→ WHAT THE EXERCISE ASKS
In the entries below, identify every line with the string "HashMap" and copy it.

→ DATA TO PROCESS
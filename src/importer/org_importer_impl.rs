// ==========================================
// Org Structure Engine - Org Importer Implementation
// ==========================================
// Responsibility: wires the whole import pipeline, file to database
// Flow: read -> parse/map -> validate -> apply -> report
// ==========================================

use crate::config::OrgConfigReader;
use crate::domain::{
    ImportOptions, ImportReport, ImportRowError, ParsedOrgStructure, RosterRow,
    RosterValidationReport,
};
use crate::importer::file_parser::UniversalFileParser;
use crate::importer::org_importer_trait::{
    FileParser, OrgImporter, OrgSheetParser, RelationshipValidator, RosterMapper,
};
use crate::importer::org_sheet_parser::OrgSheetParser as OrgSheetParserImpl;
use crate::importer::relationship_validator::RelationshipValidator as RelationshipValidatorImpl;
use crate::importer::roster_mapper::RosterMapper as RosterMapperImpl;
use crate::repository::OrgImportRepository;
use std::collections::{HashMap, HashSet};
use std::error::Error;
use std::path::Path;
use tracing::{debug, error, info, instrument, warn};
use uuid::Uuid;

/// Extracts the trailing "at row N" marker the parsers embed in their
/// findings; 0 when a finding has no row.
fn row_in_message(message: &str) -> usize {
    match message.rfind(" at row ") {
        Some(idx) => {
            let tail = &message[idx + " at row ".len()..];
            let digits: String = tail.chars().take_while(|c| c.is_ascii_digit()).collect();
            digits.parse().unwrap_or(0)
        }
        None => 0,
    }
}

// ==========================================
// OrgImporterImpl
// ==========================================
pub struct OrgImporterImpl<R, C>
where
    R: OrgImportRepository,
    C: OrgConfigReader,
{
    // data access layer
    import_repo: R,

    // config reader
    config: C,

    // pipeline components
    file_parser: Box<dyn FileParser>,
    sheet_parser: Box<dyn OrgSheetParser>,
    roster_mapper: Box<dyn RosterMapper>,
    relationship_validator: Box<dyn RelationshipValidator>,
}

impl<R, C> OrgImporterImpl<R, C>
where
    R: OrgImportRepository,
    C: OrgConfigReader,
{
    /// Creates an importer from explicit components.
    ///
    /// # Arguments
    /// - import_repo: batch lookup / apply repository
    /// - config: configuration reader
    /// - file_parser: file reading stage
    /// - sheet_parser: org-chart extraction stage
    /// - roster_mapper: roster header-mapping stage
    /// - relationship_validator: batch validation stage
    pub fn new(
        import_repo: R,
        config: C,
        file_parser: Box<dyn FileParser>,
        sheet_parser: Box<dyn OrgSheetParser>,
        roster_mapper: Box<dyn RosterMapper>,
        relationship_validator: Box<dyn RelationshipValidator>,
    ) -> Self {
        Self {
            import_repo,
            config,
            file_parser,
            sheet_parser,
            roster_mapper,
            relationship_validator,
        }
    }

    /// Stock pipeline: universal file reading plus the standard parser,
    /// mapper and validator components.
    pub fn with_defaults(import_repo: R, config: C) -> Self {
        Self::new(
            import_repo,
            config,
            Box::new(UniversalFileParser),
            Box::new(OrgSheetParserImpl),
            Box::new(RosterMapperImpl),
            Box::new(RelationshipValidatorImpl),
        )
    }
}

#[async_trait::async_trait]
impl<R, C> OrgImporter for OrgImporterImpl<R, C>
where
    R: OrgImportRepository + Send + Sync,
    C: OrgConfigReader + Send + Sync,
{
    /// Imports a hierarchical org-chart file.
    ///
    /// # Returns
    /// - Ok(ImportReport): counts plus row diagnostics; file-level
    ///   trouble (unreadable, empty, wrong format) comes back as Err
    #[instrument(skip(self, file_path, options), fields(import_id))]
    async fn import_org_structure<P: AsRef<Path> + Send>(
        &self,
        file_path: P,
        options: ImportOptions,
    ) -> Result<ImportReport, Box<dyn Error>> {
        use std::time::Instant;
        let start_time = Instant::now();
        let import_id = Uuid::new_v4().to_string();

        let file_path_str = file_path.as_ref().to_str().unwrap_or("unknown");
        info!(
            import_id = %import_id,
            file_path = %file_path_str,
            skip_on_error = options.skip_on_error,
            "starting org structure import"
        );

        // === Step 1: read the table ===
        debug!("step 1: read the table");
        let table = self
            .file_parser
            .parse_table(file_path.as_ref())
            .map_err(|e| {
                error!(error = %e, "file reading failed");
                e
            })?;
        info!(
            rows = table.row_count(),
            merges = table.merges.len(),
            "table read"
        );

        // === Step 2: assemble config ===
        debug!("step 2: assemble config");
        let rules = self.config.get_validation_rules().await?;
        let default_position_title = self.config.get_default_position_title().await?;
        let header_scan_rows = self.config.get_header_scan_rows().await?;

        // === Step 3: parse the org sheet ===
        debug!("step 3: parse the org sheet");
        let parsed = self
            .sheet_parser
            .parse(&table, &rules, &default_position_title, header_scan_rows)
            .map_err(|e| {
                error!(error = %e, "org sheet parsing failed");
                e
            })?;
        info!(
            departments = parsed.departments.len(),
            employees = parsed.employees.len(),
            errors = parsed.errors.len(),
            warnings = parsed.warnings.len(),
            "org sheet parsed"
        );

        let department_count = parsed.departments.len();
        let employee_count = parsed.employees.len();

        let mut report = ImportReport {
            total_processed: department_count + employee_count + parsed.errors.len(),
            ..Default::default()
        };
        for message in &parsed.errors {
            warn!(finding = %message, "parse finding");
            report.push_error(ImportRowError {
                error_type: "parse".to_string(),
                message: message.clone(),
                row: row_in_message(message),
                data: None,
            });
        }
        report.warnings.extend(parsed.warnings.iter().cloned());

        // === Step 4: all-or-nothing gate ===
        if !options.skip_on_error && !report.error_details.is_empty() {
            warn!(
                errors = report.errors,
                "errors present and skip_on_error disabled, nothing applied"
            );
            report.elapsed_ms = start_time.elapsed().as_millis() as u64;
            return Ok(report);
        }

        // === Step 5: apply in one transaction ===
        debug!("step 5: apply in one transaction");
        let stats = self
            .import_repo
            .apply_org_structure(parsed.departments, parsed.employees)
            .await
            .map_err(|e| {
                error!(error = %e, "org structure apply failed");
                e
            })?;

        for warning in &stats.warnings {
            warn!(warning = %warning, "apply warning");
        }

        report.successful = department_count + employee_count;
        report.departments_created = stats.departments_created;
        report.positions_created = stats.positions_created;
        report.employees_created = stats.employees_created;
        report.employees_updated = stats.employees_updated;
        report.warnings.extend(stats.warnings.iter().cloned());
        report.elapsed_ms = start_time.elapsed().as_millis() as u64;

        info!(
            import_id = %import_id,
            total = report.total_processed,
            successful = report.successful,
            departments_created = report.departments_created,
            employees_created = report.employees_created,
            employees_updated = report.employees_updated,
            errors = report.errors,
            elapsed_ms = report.elapsed_ms,
            "org structure import finished"
        );

        Ok(report)
    }

    /// Imports a flat employee-roster file.
    ///
    /// # Returns
    /// - Ok(ImportReport): with `skip_on_error = false` any finding
    ///   leaves the database untouched while the report still lists
    ///   every finding
    #[instrument(skip(self, file_path, options), fields(import_id))]
    async fn import_roster<P: AsRef<Path> + Send>(
        &self,
        file_path: P,
        options: ImportOptions,
    ) -> Result<ImportReport, Box<dyn Error>> {
        use std::time::Instant;
        let start_time = Instant::now();
        let import_id = Uuid::new_v4().to_string();

        let file_path_str = file_path.as_ref().to_str().unwrap_or("unknown");
        info!(
            import_id = %import_id,
            file_path = %file_path_str,
            skip_on_error = options.skip_on_error,
            "starting roster import"
        );

        // === Step 1: read the table ===
        debug!("step 1: read the table");
        let table = self
            .file_parser
            .parse_table(file_path.as_ref())
            .map_err(|e| {
                error!(error = %e, "file reading failed");
                e
            })?;
        info!(rows = table.row_count(), "table read");

        // === Step 2: map the header ===
        debug!("step 2: map the header");
        let rows = self.roster_mapper.map_rows(&table).map_err(|e| {
            error!(error = %e, "roster mapping failed");
            e
        })?;
        info!(rows = rows.len(), "roster mapped");

        // === Step 3: batch validation ===
        debug!("step 3: batch validation");
        let rules = self.config.get_validation_rules().await?;
        let existing_tabs = self.lookup_existing_tabs(&rows).await?;
        let findings = self
            .relationship_validator
            .validate(&rows, &rules, &existing_tabs);
        info!(findings = findings.len(), "batch validated");

        let mut report = ImportReport {
            total_processed: rows.len(),
            ..Default::default()
        };
        let mut failed_rows: HashSet<usize> = HashSet::new();
        for finding in findings {
            warn!(row = finding.row, finding = %finding.message, "validation finding");
            failed_rows.insert(finding.row);
            report.push_error(finding);
        }

        // === Step 4: all-or-nothing gate ===
        if !options.skip_on_error && !report.error_details.is_empty() {
            warn!(
                errors = report.errors,
                "errors present and skip_on_error disabled, nothing applied"
            );
            report.elapsed_ms = start_time.elapsed().as_millis() as u64;
            return Ok(report);
        }

        // === Step 5: apply valid rows in one transaction ===
        debug!("step 5: apply valid rows");
        let valid_rows: Vec<RosterRow> = rows
            .into_iter()
            .filter(|row| !failed_rows.contains(&row.row))
            .collect();
        let applied = valid_rows.len();

        let stats = self.import_repo.apply_roster(valid_rows).await.map_err(|e| {
            error!(error = %e, "roster apply failed");
            e
        })?;

        for warning in &stats.warnings {
            warn!(warning = %warning, "apply warning");
        }

        report.successful = applied;
        report.departments_created = stats.departments_created;
        report.positions_created = stats.positions_created;
        report.employees_created = stats.employees_created;
        report.employees_updated = stats.employees_updated;
        report.warnings.extend(stats.warnings.iter().cloned());
        report.elapsed_ms = start_time.elapsed().as_millis() as u64;

        info!(
            import_id = %import_id,
            total = report.total_processed,
            successful = report.successful,
            employees_created = report.employees_created,
            employees_updated = report.employees_updated,
            errors = report.errors,
            elapsed_ms = report.elapsed_ms,
            "roster import finished"
        );

        Ok(report)
    }

    /// Parses an org-chart file without touching the database.
    #[instrument(skip(self, file_path))]
    async fn parse_org_structure<P: AsRef<Path> + Send>(
        &self,
        file_path: P,
    ) -> Result<ParsedOrgStructure, Box<dyn Error>> {
        debug!("reading table for preview");
        let table = self.file_parser.parse_table(file_path.as_ref())?;

        let rules = self.config.get_validation_rules().await?;
        let default_position_title = self.config.get_default_position_title().await?;
        let header_scan_rows = self.config.get_header_scan_rows().await?;

        let parsed =
            self.sheet_parser
                .parse(&table, &rules, &default_position_title, header_scan_rows)?;
        info!(
            departments = parsed.departments.len(),
            employees = parsed.employees.len(),
            errors = parsed.errors.len(),
            "org sheet preview parsed"
        );

        Ok(parsed)
    }

    /// Dry-runs roster validation; writes nothing.
    #[instrument(skip(self, file_path))]
    async fn validate_roster<P: AsRef<Path> + Send>(
        &self,
        file_path: P,
    ) -> Result<RosterValidationReport, Box<dyn Error>> {
        let table = self.file_parser.parse_table(file_path.as_ref())?;
        let rows = self.roster_mapper.map_rows(&table)?;

        let rules = self.config.get_validation_rules().await?;
        let existing_tabs = self.lookup_existing_tabs(&rows).await?;
        let findings = self
            .relationship_validator
            .validate(&rows, &rules, &existing_tabs);

        let mut failed_rows: HashSet<usize> = HashSet::new();
        for finding in &findings {
            failed_rows.insert(finding.row);
        }

        let report = RosterValidationReport {
            total_rows: rows.len(),
            valid_rows: rows.len() - failed_rows.len(),
            invalid_rows: failed_rows.len(),
            error_details: findings,
        };
        info!(
            total = report.total_rows,
            invalid = report.invalid_rows,
            "roster validated"
        );

        Ok(report)
    }
}

impl<R, C> OrgImporterImpl<R, C>
where
    R: OrgImportRepository + Send + Sync,
    C: OrgConfigReader + Send + Sync,
{
    /// Collects every tab the batch mentions (own and manager) and
    /// resolves them against storage in one query.
    async fn lookup_existing_tabs(
        &self,
        rows: &[RosterRow],
    ) -> Result<HashMap<String, String>, Box<dyn Error>> {
        let mut tabs: Vec<String> = Vec::new();
        let mut seen: HashSet<&str> = HashSet::new();

        for row in rows {
            if !row.tab_number.is_empty() && seen.insert(row.tab_number.as_str()) {
                tabs.push(row.tab_number.clone());
            }
            if let Some(manager) = &row.manager_tab_number {
                if seen.insert(manager.as_str()) {
                    tabs.push(manager.clone());
                }
            }
        }

        self.import_repo.employee_ids_by_tab(&tabs).await
    }
}

#[cfg(test)]
mod tests {
    use super::*;

    #[test]
    fn test_row_in_message() {
        assert_eq!(
            row_in_message("Invalid department code 'x' at row 7: bad"),
            7
        );
        assert_eq!(
            row_in_message("Cannot determine department for employee 'A' at row 12"),
            12
        );
        assert_eq!(row_in_message("no marker here"), 0);
    }
}
impl DepartmentRepository {
    /// Opens a repository on the given database file.
    pub fn new(db_path: &str) -> RepositoryResult<Self> {
        let conn = open_sqlite_connection(db_path)
            .map_err(|e| RepositoryError::DatabaseConnectionError(e.to_string()))?;
        Ok(Self {
            conn: Arc::new(Mutex::new(conn)),
        })
    }

    /// Builds a repository over an already opened shared connection.
    pub fn from_connection(conn: Arc<Mutex<Connection>>) -> Self {
        Self { conn }
    }

    fn get_conn(&self) -> RepositoryResult<std::sync::MutexGuard<'_, Connection>> {
        self.conn
            .lock()
            .map_err(|e| RepositoryError::LockError(e.to_string()))
    }

    /// Looks a department up by its surrogate id.
    ///
    /// # Returns
    /// - Ok(Some(department)): row found
    /// - Ok(None): no such id
    pub fn find_by_id(&self, id: &str) -> RepositoryResult<Option<Department>> {
        let conn = self.get_conn()?;
        let result = conn.query_row(
            r#"
            SELECT id, code, name, parent_id, level, path,
                   employee_count, is_active, created_at, updated_at
            FROM departments
            WHERE id = ?1
            "#,
            params![id],
            row_to_department,
        );

        match result {
            Ok(department) => Ok(Some(department)),
            Err(rusqlite::Error::QueryReturnedNoRows) => Ok(None),
            Err(e) => Err(e.into()),
        }
    }

    /// Looks a department up by its natural key (the hierarchical code).
    pub fn find_by_code(&self, code: &str) -> RepositoryResult<Option<Department>> {
        let conn = self.get_conn()?;
        let result = conn.query_row(
            r#"
            SELECT id, code, name, parent_id, level, path,
                   employee_count, is_active, created_at, updated_at
            FROM departments
            WHERE code = ?1
            "#,
            params![code],
            row_to_department,
        );

        match result {
            Ok(department) => Ok(Some(department)),
            Err(rusqlite::Error::QueryReturnedNoRows) => Ok(None),
            Err(e) => Err(e.into()),
        }
    }

    /// Upserts a department keyed by id (insert if absent, update if present).
    pub fn save(&self, department: &Department) -> RepositoryResult<()> {
        let conn = self.get_conn()?;
        let tx = conn.unchecked_transaction()?;
        Self::upsert_tx(&tx, department)?;
        tx.commit()?;
        Ok(())
    }

    /// Deletes a department row. Child/employee checks belong to the
    /// service layer, not here.
    pub fn delete(&self, id: &str) -> RepositoryResult<()> {
        let conn = self.get_conn()?;
        conn.execute("DELETE FROM departments WHERE id = ?1", params![id])?;
        Ok(())
    }

    /// All departments, code order.
    pub fn find_all(&self) -> RepositoryResult<Vec<Department>> {
        let conn = self.get_conn()?;
        let mut stmt = conn.prepare(
            r#"
            SELECT id, code, name, parent_id, level, path,
                   employee_count, is_active, created_at, updated_at
            FROM departments
            ORDER BY code
            "#,
        )?;

        let departments = stmt
            .query_map([], row_to_department)?
            .collect::<SqliteResult<Vec<Department>>>()?;
        Ok(departments)
    }

    /// Active departments only, code order.
    pub fn find_all_active(&self) -> RepositoryResult<Vec<Department>> {
        let conn = self.get_conn()?;
        let mut stmt = conn.prepare(
            r#"
            SELECT id, code, name, parent_id, level, path,
                   employee_count, is_active, created_at, updated_at
            FROM departments
            WHERE is_active = 1
            ORDER BY code
            "#,
        )?;

        let departments = stmt
            .query_map([], row_to_department)?
            .collect::<SqliteResult<Vec<Department>>>()?;
        Ok(departments)
    }

    /// Root departments (no parent), code order.
    pub fn find_roots(&self) -> RepositoryResult<Vec<Department>> {
        let conn = self.get_conn()?;
        let mut stmt = conn.prepare(
            r#"
            SELECT id, code, name, parent_id, level, path,
                   employee_count, is_active, created_at, updated_at
            FROM departments
            WHERE parent_id IS NULL
            ORDER BY code
            "#,
        )?;

        let departments = stmt
            .query_map([], row_to_department)?
            .collect::<SqliteResult<Vec<Department>>>()?;
        Ok(departments)
    }

    /// Direct children of one department, code order.
    pub fn find_children(&self, parent_id: &str) -> RepositoryResult<Vec<Department>> {
        let conn = self.get_conn()?;
        let mut stmt = conn.prepare(
            r#"
            SELECT id, code, name, parent_id, level, path,
                   employee_count, is_active, created_at, updated_at
            FROM departments
            WHERE parent_id = ?1
            ORDER BY code
            "#,
        )?;

        let departments = stmt
            .query_map(params![parent_id], row_to_department)?
            .collect::<SqliteResult<Vec<Department>>>()?;
        Ok(departments)
    }

    /// Number of direct children.
    pub fn count_children(&self, id: &str) -> RepositoryResult<i64> {
        let conn = self.get_conn()?;
        let count: i64 = conn.query_row(
            "SELECT COUNT(*) FROM departments WHERE parent_id = ?1",
            params![id],
            |row| row.get(0),
        )?;
        Ok(count)
    }

    /// Live count of active employees assigned to the department. This
    /// is the source of truth the cached employee_count must equal.
    pub fn count_active_employees(&self, id: &str) -> RepositoryResult<i64> {
        let conn = self.get_conn()?;
        let count: i64 = conn.query_row(
            "SELECT COUNT(*) FROM employees WHERE department_id = ?1 AND is_active = 1",
            params![id],
            |row| row.get(0),
        )?;
        Ok(count)
    }

    /// Flips the active flag.
    pub fn set_active(&self, id: &str, active: bool) -> RepositoryResult<()> {
        let conn = self.get_conn()?;
        conn.execute(
            "UPDATE departments SET is_active = ?2, updated_at = ?3 WHERE id = ?1",
            params![id, active, Utc::now().to_rfc3339()],
        )?;
        Ok(())
    }

    // ===== Transaction-scoped helpers =====
    // Composed by the service layer and the import repository so that
    // multi-entity writes share one transaction.

    /// Upserts a department inside the caller's transaction.
    pub(crate) fn upsert_tx(tx: &Transaction, department: &Department) -> RepositoryResult<()> {
        tx.execute(
            r#"
            INSERT INTO departments (
                id, code, name, parent_id, level, path,
                employee_count, is_active, created_at, updated_at
            ) VALUES (?1, ?2, ?3, ?4, ?5, ?6, ?7, ?8, ?9, ?10)
            ON CONFLICT(id) DO UPDATE SET
                code = excluded.code,
                name = excluded.name,
                parent_id = excluded.parent_id,
                level = excluded.level,
                path = excluded.path,
                employee_count = excluded.employee_count,
                is_active = excluded.is_active,
                updated_at = excluded.updated_at
            "#,
            params![
                department.id,
                department.code,
                department.name,
                department.parent_id,
                department.level,
                department.path,
                department.employee_count,
                department.is_active,
                department.created_at.to_rfc3339(),
                department.updated_at.to_rfc3339(),
            ],
        )?;
        Ok(())
    }

    /// find_by_id inside the caller's transaction.
    pub(crate) fn find_by_id_tx(tx: &Transaction, id: &str) -> RepositoryResult<Option<Department>> {
        let result = tx.query_row(
            r#"
            SELECT id, code, name, parent_id, level, path,
                   employee_count, is_active, created_at, updated_at
            FROM departments
            WHERE id = ?1
            "#,
            params![id],
            row_to_department,
        );

        match result {
            Ok(department) => Ok(Some(department)),
            Err(rusqlite::Error::QueryReturnedNoRows) => Ok(None),
            Err(e) => Err(e.into()),
        }
    }

    /// find_by_code inside the caller's transaction.
    pub(crate) fn find_by_code_tx(
        tx: &Transaction,
        code: &str,
    ) -> RepositoryResult<Option<Department>> {
        let result = tx.query_row(
            r#"
            SELECT id, code, name, parent_id, level, path,
                   employee_count, is_active, created_at, updated_at
            FROM departments
            WHERE code = ?1
            "#,
            params![code],
            row_to_department,
        );

        match result {
            Ok(department) => Ok(Some(department)),
            Err(rusqlite::Error::QueryReturnedNoRows) => Ok(None),
            Err(e) => Err(e.into()),
        }
    }

    /// find_children inside the caller's transaction.
    pub(crate) fn find_children_tx(
        tx: &Transaction,
        parent_id: &str,
    ) -> RepositoryResult<Vec<Department>> {
        let mut stmt = tx.prepare(
            r#"
            SELECT id, code, name, parent_id, level, path,
                   employee_count, is_active, created_at, updated_at
            FROM departments
            WHERE parent_id = ?1
            ORDER BY code
            "#,
        )?;

        let departments = stmt
            .query_map(params![parent_id], row_to_department)?
            .collect::<SqliteResult<Vec<Department>>>()?;
        Ok(departments)
    }

    /// Rewrites the cached employee_count from a live COUNT over the
    /// employees table, inside the same transaction as the employee
    /// mutation that invalidated it. Returns the fresh count.
    pub(crate) fn recompute_employee_count_tx(
        tx: &Transaction,
        department_id: &str,
    ) -> RepositoryResult<i64> {
        tx.execute(
            r#"
            UPDATE departments
            SET employee_count = (
                    SELECT COUNT(*) FROM employees
                    WHERE department_id = ?1 AND is_active = 1
                ),
                updated_at = ?2
            WHERE id = ?1
            "#,
            params![department_id, Utc::now().to_rfc3339()],
        )?;

        let count: i64 = tx.query_row(
            "SELECT employee_count FROM departments WHERE id = ?1",
            params![department_id],
            |row| row.get(0),
        )?;
        Ok(count)
    }

    /// count_children inside the caller's transaction.
    pub(crate) fn count_children_tx(tx: &Transaction, id: &str) -> RepositoryResult<i64> {
        let count: i64 = tx.query_row(
            "SELECT COUNT(*) FROM departments WHERE parent_id = ?1",
            params![id],
            |row| row.get(0),
        )?;
        Ok(count)
    }

    /// Employees still assigned to the department, active or not.
    pub(crate) fn count_assigned_employees_tx(tx: &Transaction, id: &str) -> RepositoryResult<i64> {
        let count: i64 = tx.query_row(
            "SELECT COUNT(*) FROM employees WHERE department_id = ?1",
            params![id],
            |row| row.get(0),
        )?;
        Ok(count)
    }

    /// delete inside the caller's transaction.
    pub(crate) fn delete_tx(tx: &Transaction, id: &str) -> RepositoryResult<()> {
        tx.execute("DELETE FROM departments WHERE id = ?1", params![id])?;
        Ok(())
    }
}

→ SOLUTION FOR THIS TASK
use std::collections::{HashMap, HashSet};
    ) -> Result<HashMap<String, String>, Box<dyn Error>> {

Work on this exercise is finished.